As often happens in politics, a new committee has popped up to address a sweeping issue in the state of California, boasting the sole end goal of submitting recommendations.
The group, assembled by Lt. Governor Gavin Newsom, will throw members of both the private and public sector together in a room to discuss funding for students of the state’s higher education systems, reflecting education’s shift toward more private backing, but also presenting an opportunity for change.
While we are concerned that this effort could easily devolve into a fruitless and inactive endeavor — becoming simply a recommendation to a recommender — this presents a great opportunity to spark a necessary conversation, to demand the attention of high-ranking officials and to pull from perspectives of all members of the community.

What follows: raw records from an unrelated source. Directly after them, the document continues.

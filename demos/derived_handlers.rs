use std::error::Error;
use std::sync::Arc;

use async_trait::async_trait;
use tracing_ingest_bridge::{
    attr::Attr,
    caller,
    handler::{Entry, Handler},
    init::{Bridge, BridgeConfig},
    record::LogRecord,
    severity::Level,
    sink::{Destination, Transport},
};

/// Prints the text of every delivered record.
struct PrintTransport;

#[async_trait]
impl Transport for PrintTransport {
    async fn send(
        &self,
        _destination: &Destination,
        records: &[LogRecord],
    ) -> Result<(), Box<dyn Error + Send + Sync>> {
        for record in records {
            println!("severity={} {}", record.severity(), record.text());
        }
        Ok(())
    }
}

/// Uses the handler API directly, without `tracing`: derive handlers with
/// default attributes and groups and log through them.
#[tokio::main]
async fn main() {
    let config = BridgeConfig::default();
    let bridge = match Bridge::new(Destination::from_env(), Arc::new(PrintTransport), &config) {
        Ok(bridge) => bridge,
        Err(e) => {
            eprintln!("failed to build bridge: {e}");
            return;
        }
    };

    let service = bridge
        .handler
        .with_attributes(vec![Attr::new("service", "billing"), Attr::new("Category", "payments")]);
    let request = service
        .with_group("request")
        .with_attributes(vec![Attr::new("id", 42)]);

    let entry = Entry::new(Level::INFO, "charge accepted")
        .with_caller(caller!())
        .with_attr(Attr::new("amount", 19.99));
    if let Err(e) = request.handle(&entry) {
        eprintln!("handler failed: {e}");
    }

    let entry = Entry::new(Level(6), "custom severity").with_caller(caller!());
    if let Err(e) = service.handle(&entry) {
        eprintln!("handler failed: {e}");
    }

    bridge.shutdown().await;
}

Newsom announced last Friday that members will include the heads of each of the state’s institutions of higher education, as well as members of the business world, such as Qualcomm co-founder Irwin Jacobs. But only one student has been included thus far, UC Berkeley student Jeremy Pilaar. As the group evolves, we urge Newsom to include a student from each of the state’s public higher education systems in the conversation so they can provide their perspectives.
In order to ensure that the goals of this body do not die with its recommendations, its members must make a sincere effort to have an impact and play a crucial role. Members of corporate California who are part of the group must recognize that many of their colleagues rose to their positions because of the education they received through the state’s education systems. If the status quo persists, future generations would not have the same opportunities that were available to them. We hope this will motivate business leaders to make efforts to convince others of the importance of preserving education for the future.
This group must issue bold and unflinching statements about the state of higher education to bend the ears of state legislators and other influential individuals. This should be an opportunity to observe and assess what will capture the public’s attention and make a difference.